Die Presse

Im Wartesaal der verlorenen Dinge

- VON FRIEDERIKE LEIBL E-Mails an: friederike.leibl-buerger@diepresse.com

Im

Herbst verliert man die meisten Dinge. Nicht nur die Bräune und die sommerlich­e Langsamkei­t, sondern auch Jacken, Brillen, Einkäufe, den Kopf. Die Eltern haben das zu einem gesagt, und irgendwann wird man es zu seinen Kindern sagen, du wirst noch einmal deinen Kopf verlieren, wenn du so weitertust. Der Herbst ist der wahre Jahresbegi­nn, nicht der Jänner, nicht der Frühling, in dem angeblich alles neu wird. Jetzt geht es los, mit allem, mit der Schule, mit dem Studium, in der Arbeit, neue Projekte, viele Pläne.

Nicht nur, weil man an vieles gleichzeit­ig denkt, während man anderes tut, ist die tatsächlic­he Verlustrat­e so hoch. Es liegt auch an den Temperatur­en: Wer denkt schon nachmittag­s an die Jacke, die morgens noch notwendig war. Sie liegt irgendwo, aber sicher nicht dort, wo die Sonnenbril­le geblieben ist, an die man im Schatten auch nie denkt. „Sie haben da was vergessen“, hat mir unlängst jemand in der U-Bahn nachgerufe­n und kurz vor dem Türenschli­eßen ein Sackerl hinausgere­icht.

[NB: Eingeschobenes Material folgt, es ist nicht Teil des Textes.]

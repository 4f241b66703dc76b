//! Connection configuration.
//!
//! Deserializable so applications can embed it in their own config files.

use super::{DbError, DbResult};
use serde::Deserialize;
use std::time::Duration;

const DEFAULT_BUSY_TIMEOUT_MS: u64 = 5_000;

/// How explicit transactions are opened on the connection.
#[derive(Debug, Clone, Copy, PartialEq, Eq, Default, Deserialize)]
#[serde(rename_all = "snake_case")]
pub enum BeginMode {
    Deferred,
    #[default]
    Immediate,
    Exclusive,
}

impl BeginMode {
    pub(crate) fn begin_sql(self) -> &'static str {
        match self {
            Self::Deferred => "BEGIN DEFERRED;",
            Self::Immediate => "BEGIN IMMEDIATE;",
            Self::Exclusive => "BEGIN EXCLUSIVE;",
        }
    }
}

/// Settings applied to every connection opened through `open_db_with`.
#[derive(Debug, Clone, PartialEq, Eq, Deserialize)]
#[serde(default)]
pub struct SessionConfig {
    /// How long SQLite waits on a locked database before failing.
    pub busy_timeout_ms: u64,
    /// Mirrors `PRAGMA foreign_keys`.
    pub foreign_keys: bool,
    /// Used by `begin()` and by implicit save transactions.
    pub begin_mode: BeginMode,
}

impl Default for SessionConfig {
    fn default() -> Self {
        Self {
            busy_timeout_ms: DEFAULT_BUSY_TIMEOUT_MS,
            foreign_keys: true,
            begin_mode: BeginMode::Immediate,
        }
    }
}

impl SessionConfig {
    pub(crate) fn validate(&self) -> DbResult<()> {
        if self.busy_timeout_ms == 0 {
            return Err(DbError::InvalidConfig(
                "busy_timeout_ms must be greater than zero".to_string(),
            ));
        }
        Ok(())
    }

    pub(crate) fn busy_timeout(&self) -> Duration {
        Duration::from_millis(self.busy_timeout_ms)
    }
}

#[cfg(test)]
mod tests {
    use super::{BeginMode, SessionConfig};

    #[test]
    fn defaults_enable_foreign_keys_and_immediate_begin() {
        let config = SessionConfig::default();
        assert!(config.foreign_keys);
        assert_eq!(config.begin_mode, BeginMode::Immediate);
        assert!(config.validate().is_ok());
    }

    #[test]
    fn partial_json_falls_back_to_defaults() {
        let config: SessionConfig =
            serde_json::from_str(r#"{ "begin_mode": "deferred" }"#).unwrap();
        assert_eq!(config.begin_mode, BeginMode::Deferred);
        assert_eq!(config.busy_timeout_ms, 5_000);
        assert!(config.foreign_keys);
    }

    #[test]
    fn zero_busy_timeout_is_rejected() {
        let config = SessionConfig {
            busy_timeout_ms: 0,
            ..SessionConfig::default()
        };
        assert!(config.validate().is_err());
    }
}
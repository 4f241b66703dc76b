//! Entity mapping contracts.
//!
//! # Responsibility
//! - Describe how a Rust record maps onto one SQLite table.
//! - Expose named relations that repositories can load on demand.
//!
//! # Invariants
//! - `KEY_COLUMNS` and `key()` agree in length and order.
//! - `COLUMNS` and `values()` agree in length and order.
//! - `from_row` reads columns by name and never depends on select order.

mod key;
mod relation;

pub use key::{EntityKey, KeyPart};
pub use relation::{LoadContext, LoadFn, Relation, RelationKind};

pub(crate) use relation::{find_relation_of_kind, parse_included};

use rusqlite::types::Value;
use rusqlite::Row;
use std::fmt::Debug;

/// A record type persisted in a single table.
///
/// Relation fields (references or collections to other entities) are not
/// columns; they stay `None` until loaded through a `Relation`.
pub trait Entity: Clone + Debug + 'static {
    /// Table the entity is stored in.
    const TABLE: &'static str;
    /// Primary key columns, in key order.
    const KEY_COLUMNS: &'static [&'static str];
    /// Non-key columns written on insert/update.
    const COLUMNS: &'static [&'static str];

    /// Current primary key value.
    fn key(&self) -> EntityKey;

    /// Non-key column values, ordered like `COLUMNS`.
    fn values(&self) -> Vec<Value>;

    /// Builds an entity from a row holding every key and value column.
    fn from_row(row: &Row<'_>) -> rusqlite::Result<Self>;

    /// Named relations supported by this entity.
    fn relations() -> &'static [Relation<Self>] {
        &[]
    }
}
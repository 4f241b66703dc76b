//! Unit-of-work coordination.
//!
//! # Responsibility
//! - Own the persistence session and its lifecycle.
//! - Expose the begin/save/commit/rollback protocol over it.
//!
//! # See also
//! - `crate::repo` for the per-entity contract sharing the same session.

pub mod unit_of_work;
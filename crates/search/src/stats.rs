//! Corpus-level statistics

use quotesearch_core::RecordTable;
use serde::{Deserialize, Serialize};
use std::collections::HashSet;

use crate::frequency::{top_counts, Frequency};

/// Totals and most frequent tags and authors of a table
#[derive(Debug, Clone, PartialEq, Eq, Serialize, Deserialize)]
pub struct CorpusStats {
    /// Number of records
    pub total_records: usize,
    /// Number of distinct authors
    pub total_authors: usize,
    /// Number of tag occurrences across all records
    pub total_tags: usize,
    /// Most frequent tags
    pub top_tags: Vec<Frequency>,
    /// Authors with the most records
    pub top_authors: Vec<Frequency>,
}

/// Compute statistics over `table`, keeping the `top_n` most frequent tags
/// and authors.
pub fn corpus_stats(table: &RecordTable, top_n: usize) -> CorpusStats {
    let authors: HashSet<&str> = table.iter().map(|r| r.author.as_str()).collect();
    CorpusStats {
        total_records: table.len(),
        total_authors: authors.len(),
        total_tags: table.iter().map(|r| r.tags.len()).sum(),
        top_tags: top_counts(table.iter().flat_map(|r| r.tags.iter()), top_n),
        top_authors: top_counts(table.iter().map(|r| r.author.as_str()), top_n),
    }
}
//! Similarity ranking over document vectors
//!
//! Vectors are unit length (or zero), so the dot product is the cosine
//! similarity. Ordering is total: score descending, then document index
//! ascending, with `f64::total_cmp` so NaN never breaks the sort. Scores are
//! stored with the zero sign cleared, since `total_cmp` orders `-0.0` below
//! `0.0` and equal zero scores must still fall back to index order.

use serde::{Deserialize, Serialize};

/// A document position with its similarity score
#[derive(Debug, Clone, Copy, PartialEq, Serialize, Deserialize)]
pub struct RankedDoc {
    /// Position in the record table
    pub index: usize,
    /// Dot-product similarity to the query
    pub score: f64,
}

/// Dot product of two equal-length vectors
#[inline]
pub fn dot(a: &[f64], b: &[f64]) -> f64 {
    debug_assert_eq!(a.len(), b.len());
    a.iter().zip(b).map(|(x, y)| x * y).sum()
}

/// Rank documents by similarity to `query`, keeping at most `top_n`.
///
/// Every document is scored; zero-similarity documents are still eligible.
pub fn rank<V: AsRef<[f64]>>(query: &[f64], documents: &[V], top_n: usize) -> Vec<RankedDoc> {
    if top_n == 0 {
        return Vec::new();
    }
    let mut ranked: Vec<RankedDoc> = documents
        .iter()
        .enumerate()
        .map(|(index, doc)| RankedDoc {
            index,
            // -0.0 + 0.0 == +0.0
            score: dot(query, doc.as_ref()) + 0.0,
        })
        .collect();
    ranked.sort_by(|a, b| b.score.total_cmp(&a.score).then(a.index.cmp(&b.index)));
    ranked.truncate(top_n);
    ranked
}
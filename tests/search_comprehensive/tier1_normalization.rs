//! Tier 1: Normalization
//!
//! The normalizer is the only path from raw text to terms, for fitting and
//! for queries alike.

use proptest::prelude::*;
use quotesearch_search::{is_stopword, normalize, normalize_joined};

#[test]
fn tier1_stopwords_and_short_tokens_removed() {
    assert_eq!(normalize("Courage is the key"), vec!["courage", "key"]);
    assert!(normalize("the a it").is_empty());
    assert!(normalize("go be ok").is_empty());
}

#[test]
fn tier1_punctuation_and_digits_removed() {
    assert_eq!(
        normalize("“Life” is 100% what happens!"),
        vec!["life", "happen"]
    );
}

#[test]
fn tier1_plurals_lemmatized() {
    assert_eq!(normalize("Dreams, stories and wolves"), vec!["dream", "story", "wolf"]);
}

#[test]
fn tier1_joined_form() {
    assert_eq!(normalize_joined("Love is patient, love is kind"), "love patient love kind");
}

proptest! {
    #[test]
    fn tier1_idempotent(text in "[A-Za-z ,.;:!?'\"-]{0,120}") {
        let once = normalize(&text);
        prop_assert_eq!(normalize(&once.join(" ")), once);
    }

    #[test]
    fn tier1_deterministic(text in "\\PC{0,60}") {
        prop_assert_eq!(normalize(&text), normalize(&text));
    }

    #[test]
    fn tier1_no_stopwords_survive(text in "[a-z ]{0,120}") {
        for token in normalize(&text) {
            prop_assert!(!is_stopword(&token));
            prop_assert!(token.chars().count() >= 3);
        }
    }
}
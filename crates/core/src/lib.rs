//! Core types for quotesearch
//!
//! This crate provides:
//! - [`Record`] and [`RecordTable`], the data handed to the search core
//! - [`Error`] and [`Result`] shared by every crate in the workspace
//! - [`QuoteConfig`], loaded from `quotesearch.toml`
//! - [`TableStore`] with columnar JSON and in-memory implementations

#![warn(missing_docs)]
#![warn(clippy::all)]

pub mod config;
pub mod error;
pub mod record;
pub mod store;

pub use config::{QuoteConfig, CONFIG_FILE_NAME};
pub use error::{Error, Result};
pub use record::{Record, RecordTable};
pub use store::{ColumnarTable, JsonTableStore, MemoryTableStore, TableStore};
//! Command enum defining all quotesearch operations.
//!
//! Commands are:
//! - **Self-contained**: every parameter needed for execution is in the variant
//! - **Serializable**: the serving layer can build them straight from requests
//! - **Pure data**: no closures or executable code

use serde::{Deserialize, Serialize};

use crate::types::SearchMode;

/// A command is a self-contained, serializable operation.
///
/// | Command | Output |
/// |---------|--------|
/// | `Search` | `Output::SearchResults` |
/// | `AuthorThemes` | `Output::AuthorThemes` |
/// | `Stats` | `Output::Stats` |
/// | `Topics` | `Output::Topics` |
///
/// Optional counts fall back to the session's [`QuoteConfig`](quotesearch_core::QuoteConfig).
///
/// # Example
///
/// ```
/// use quotesearch_executor::{Command, SearchMode};
///
/// let cmd = Command::Search {
///     mode: SearchMode::Keyword,
///     query: "courage".into(),
///     exact: false,
///     limit: Some(5),
/// };
/// # let _ = cmd;
/// ```
#[derive(Debug, Clone, PartialEq, Serialize, Deserialize)]
#[serde(deny_unknown_fields)]
pub enum Command {
    /// Match records by author, tag, keyword or similarity.
    /// Returns: `Output::SearchResults`
    Search {
        /// Match mode
        mode: SearchMode,
        /// Query string
        query: String,
        /// Exact match (author and tag modes)
        #[serde(default)]
        exact: bool,
        /// Result cap (default: `default_limit`)
        #[serde(default)]
        limit: Option<usize>,
    },

    /// Tag frequencies and topic profile of one author.
    /// Returns: `Output::AuthorThemes`
    AuthorThemes {
        /// Author, matched exactly
        author: String,
    },

    /// Corpus totals and most frequent tags and authors.
    /// Returns: `Output::Stats`
    Stats {
        /// Entries per ranking (default: `stats_top_n`)
        #[serde(default)]
        top_n: Option<usize>,
    },

    /// Highest-weighted terms per topic.
    /// Returns: `Output::Topics`
    Topics {
        /// Terms per topic (default: 10)
        #[serde(default)]
        terms_per_topic: Option<usize>,
    },
}

impl Command {
    /// Short name for logging.
    pub fn name(&self) -> &'static str {
        match self {
            Command::Search { .. } => "search",
            Command::AuthorThemes { .. } => "author_themes",
            Command::Stats { .. } => "stats",
            Command::Topics { .. } => "topics",
        }
    }
}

Wie kann einem das bloß passieren, aufstehen und die Hälfte liegen lassen?

Das sei gar nicht so ungewöhnli­ch, heißt es im Fundamt, als man dort zum xten Mal wegen eines verlorenen Gegenstand­s nachfragt. Unmengen werden täglich verloren, kaum etwas findet seinen Weg zurück. Jene, die nachfragen, werden oft enttäuscht, auf der anderen Seite liegen Dinge, die niemand vermisst oder auf deren Wiederkehr keiner hofft. „Lost and found“ist eben nur der erste Teil der Geschichte, das Wiedersehe­n bleibt Verlierern leider oft verwehrt.

Dabei ist die Dankbarkei­t groß, wenn etwas zurückkomm­t. Es geht ja selten um den materielle­n Wert, sondern um die Umstände, die ein verlorener Gegenstand verursacht, und um Liebgewonn­enes. Der Schmuck, der wenig wert ist, aber wertvoll, die Lederjacke mit dem zerrissene­n Innenfutte­r, das sind Dinge, die man nicht nachkaufen kann. Vor allem, wenn man gerade die Bankomatka­rte verloren hat.